• About this task: For each line in the data that includes "under", make a copy.

[Saved data entries]
________________________________________

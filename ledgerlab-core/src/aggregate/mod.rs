//! Upstream scenario aggregation: grouping, dedup, and trader extraction.

pub mod dedup;
pub mod scenario;
pub mod traders;

pub use dedup::{dedup_rows, requote_header, DedupOutput, DEFAULT_DEDUP_COLUMNS};
pub use scenario::{concat_sources, group_by_scenario, scenario_of, strip_quotes, ScenarioGroup};
pub use traders::extract_trader_ids;
//! Directory archiving for scenario extracts.

use std::fs;
use std::io::{self, Cursor, Write};
use std::path::{Path, PathBuf};
use zip::write::SimpleFileOptions;
use zip::{CompressionMethod, ZipWriter};

/// Packs a local directory tree into one archive.
pub trait Archiver: Send + Sync {
    /// File extension of the produced archive, without the dot.
    fn extension(&self) -> &str;

    /// Archive every regular file under `dir`. Entry names are relative to
    /// `dir` and always use `/` as separator.
    fn archive_dir(&self, dir: &Path) -> io::Result<Vec<u8>>;
}

/// Deflate-compressed zip archives.
#[derive(Debug, Clone, Copy, Default)]
pub struct ZipArchiver;

impl Archiver for ZipArchiver {
    fn extension(&self) -> &str {
        "zip"
    }

    fn archive_dir(&self, dir: &Path) -> io::Result<Vec<u8>> {
        let mut files = Vec::new();
        collect_files(dir, &mut files)?;
        files.sort();

        let options = SimpleFileOptions::default().compression_method(CompressionMethod::Deflated);
        let mut zip = ZipWriter::new(Cursor::new(Vec::new()));
        for file in &files {
            let name = entry_name(dir, file)?;
            zip.start_file(name, options).map_err(io::Error::other)?;
            zip.write_all(&fs::read(file)?)?;
        }
        let cursor = zip.finish().map_err(io::Error::other)?;
        Ok(cursor.into_inner())
    }
}

fn collect_files(dir: &Path, files: &mut Vec<PathBuf>) -> io::Result<()> {
    for entry in fs::read_dir(dir)? {
        let entry = entry?;
        let path = entry.path();
        if entry.file_type()?.is_dir() {
            collect_files(&path, files)?;
        } else {
            files.push(path);
        }
    }
    Ok(())
}

/// Relative path of `file` under `root`, joined with `/`.
pub fn entry_name(root: &Path, file: &Path) -> io::Result<String> {
    let relative = file
        .strip_prefix(root)
        .map_err(|e| io::Error::new(io::ErrorKind::InvalidInput, e))?;
    Ok(relative
        .components()
        .map(|c| c.as_os_str().to_string_lossy().to_string())
        .collect::<Vec<_>>()
        .join("/"))
}

#[cfg(test)]
mod tests {
    use super::*;
    use std::io::Read;

    #[test]
    fn archive_preserves_relative_paths() {
        let dir = tempfile::tempdir().unwrap();
        fs::create_dir_all(dir.path().join("raw")).unwrap();
        fs::write(dir.path().join("raw/t1.csv"), "a\n").unwrap();
        fs::write(dir.path().join("s.csv"), "b\n").unwrap();

        let bytes = ZipArchiver.archive_dir(dir.path()).unwrap();
        let mut archive = zip::ZipArchive::new(Cursor::new(bytes)).unwrap();
        let mut names: Vec<String> = archive.file_names().map(str::to_string).collect();
        names.sort();
        assert_eq!(names, vec!["raw/t1.csv", "s.csv"]);

        let mut content = String::new();
        archive
            .by_name("raw/t1.csv")
            .unwrap()
            .read_to_string(&mut content)
            .unwrap();
        assert_eq!(content, "a\n");
    }
}
//! Object storage, decompression, and archive collaborators.
//!
//! The pipeline only talks to storage through [`ObjectStore`], so the real
//! bucket client, a local mirror, and the in-memory test store are
//! interchangeable.

pub mod archive;
pub mod decompress;
pub mod local;
pub mod memory;

pub use archive::{Archiver, ZipArchiver};
pub use decompress::{Compression, Decompressor, Gzip, Passthrough};
pub use local::LocalObjectStore;
pub use memory::InMemoryObjectStore;

use std::collections::BTreeSet;
use std::io::Read;
use thiserror::Error;

/// Errors from an object store.
#[derive(Debug, Error)]
pub enum StorageError {
    /// The object does not exist. Partition probing treats this as the end
    /// of a year, not as a failure.
    #[error("object not found: {bucket}/{key}")]
    NotFound { bucket: String, key: String },

    #[error("storage request failed: {0}")]
    Transient(String),

    #[error("storage I/O error: {0}")]
    Io(#[from] std::io::Error),
}

impl StorageError {
    pub fn is_not_found(&self) -> bool {
        matches!(self, StorageError::NotFound { .. })
    }
}

/// One page of a listing.
#[derive(Debug, Clone, Default, PartialEq, Eq)]
pub struct ListPage {
    pub keys: Vec<String>,
    /// "Directory-like" prefixes, each ending with the delimiter.
    pub common_prefixes: Vec<String>,
    /// Pass back to fetch the next page; `None` on the last page.
    pub next_continuation: Option<String>,
}

/// Blocking object-store client.
pub trait ObjectStore: Send + Sync {
    /// Human-readable name of this store.
    fn name(&self) -> &str;

    /// List one page of keys under `prefix`.
    ///
    /// With a delimiter, keys that contain it after the prefix are rolled up
    /// into `common_prefixes`.
    fn list_page(
        &self,
        bucket: &str,
        prefix: &str,
        delimiter: Option<&str>,
        continuation: Option<&str>,
    ) -> Result<ListPage, StorageError>;

    /// Open an object for streaming. Missing objects yield `NotFound`.
    fn get_object(&self, bucket: &str, key: &str) -> Result<Box<dyn Read + Send>, StorageError>;

    fn put_object(&self, bucket: &str, key: &str, bytes: &[u8]) -> Result<(), StorageError>;

    /// Follow continuation tokens until the listing is exhausted.
    fn list_all(
        &self,
        bucket: &str,
        prefix: &str,
        delimiter: Option<&str>,
    ) -> Result<ListPage, StorageError> {
        let mut all = ListPage::default();
        let mut token: Option<String> = None;
        loop {
            let page = self.list_page(bucket, prefix, delimiter, token.as_deref())?;
            all.keys.extend(page.keys);
            all.common_prefixes.extend(page.common_prefixes);
            match page.next_continuation {
                Some(next) => token = Some(next),
                None => break,
            }
        }
        Ok(all)
    }

    /// Read a whole object as UTF-8 text.
    fn get_string(&self, bucket: &str, key: &str) -> Result<String, StorageError> {
        let mut reader = self.get_object(bucket, key)?;
        let mut content = String::new();
        reader.read_to_string(&mut content)?;
        Ok(content)
    }
}

/// Page through a sorted key set the way a bucket listing does.
///
/// The continuation token is the last entry (key or common prefix) of the
/// previous page; the next page starts strictly after it.
pub(crate) fn paginate<I>(
    sorted_keys: I,
    prefix: &str,
    delimiter: Option<&str>,
    continuation: Option<&str>,
    page_size: usize,
) -> ListPage
where
    I: IntoIterator<Item = String>,
{
    enum Entry {
        Key(String),
        Prefix(String),
    }

    let mut entries: Vec<Entry> = Vec::new();
    let mut seen_prefixes: BTreeSet<String> = BTreeSet::new();
    for key in sorted_keys {
        let Some(rest) = key.strip_prefix(prefix) else {
            continue;
        };
        let rolled = delimiter
            .filter(|d| !d.is_empty())
            .and_then(|d| rest.find(d).map(|pos| format!("{prefix}{}", &rest[..pos + d.len()])));
        match rolled {
            Some(common) => {
                if seen_prefixes.insert(common.clone()) {
                    entries.push(Entry::Prefix(common));
                }
            }
            None => entries.push(Entry::Key(key)),
        }
    }

    let name = |e: &Entry| -> String {
        match e {
            Entry::Key(k) | Entry::Prefix(k) => k.clone(),
        }
    };
    entries.sort_by_key(name);

    let mut page = ListPage::default();
    let page_size = page_size.max(1);
    let mut remaining = entries
        .into_iter()
        .filter(|e| continuation.map_or(true, |token| name(e).as_str() > token))
        .peekable();
    while let Some(entry) = remaining.next() {
        let entry_name = name(&entry);
        match entry {
            Entry::Key(k) => page.keys.push(k),
            Entry::Prefix(p) => page.common_prefixes.push(p),
        }
        if page.keys.len() + page.common_prefixes.len() == page_size {
            if remaining.peek().is_some() {
                page.next_continuation = Some(entry_name);
            }
            break;
        }
    }
    page
}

________________________________________

• Task solution:
    /// Archive every regular file under `dir`. Entry names are relative to
/// Relative path of `file` under `root`, joined with `/`.
    /// List one page of keys under `prefix`.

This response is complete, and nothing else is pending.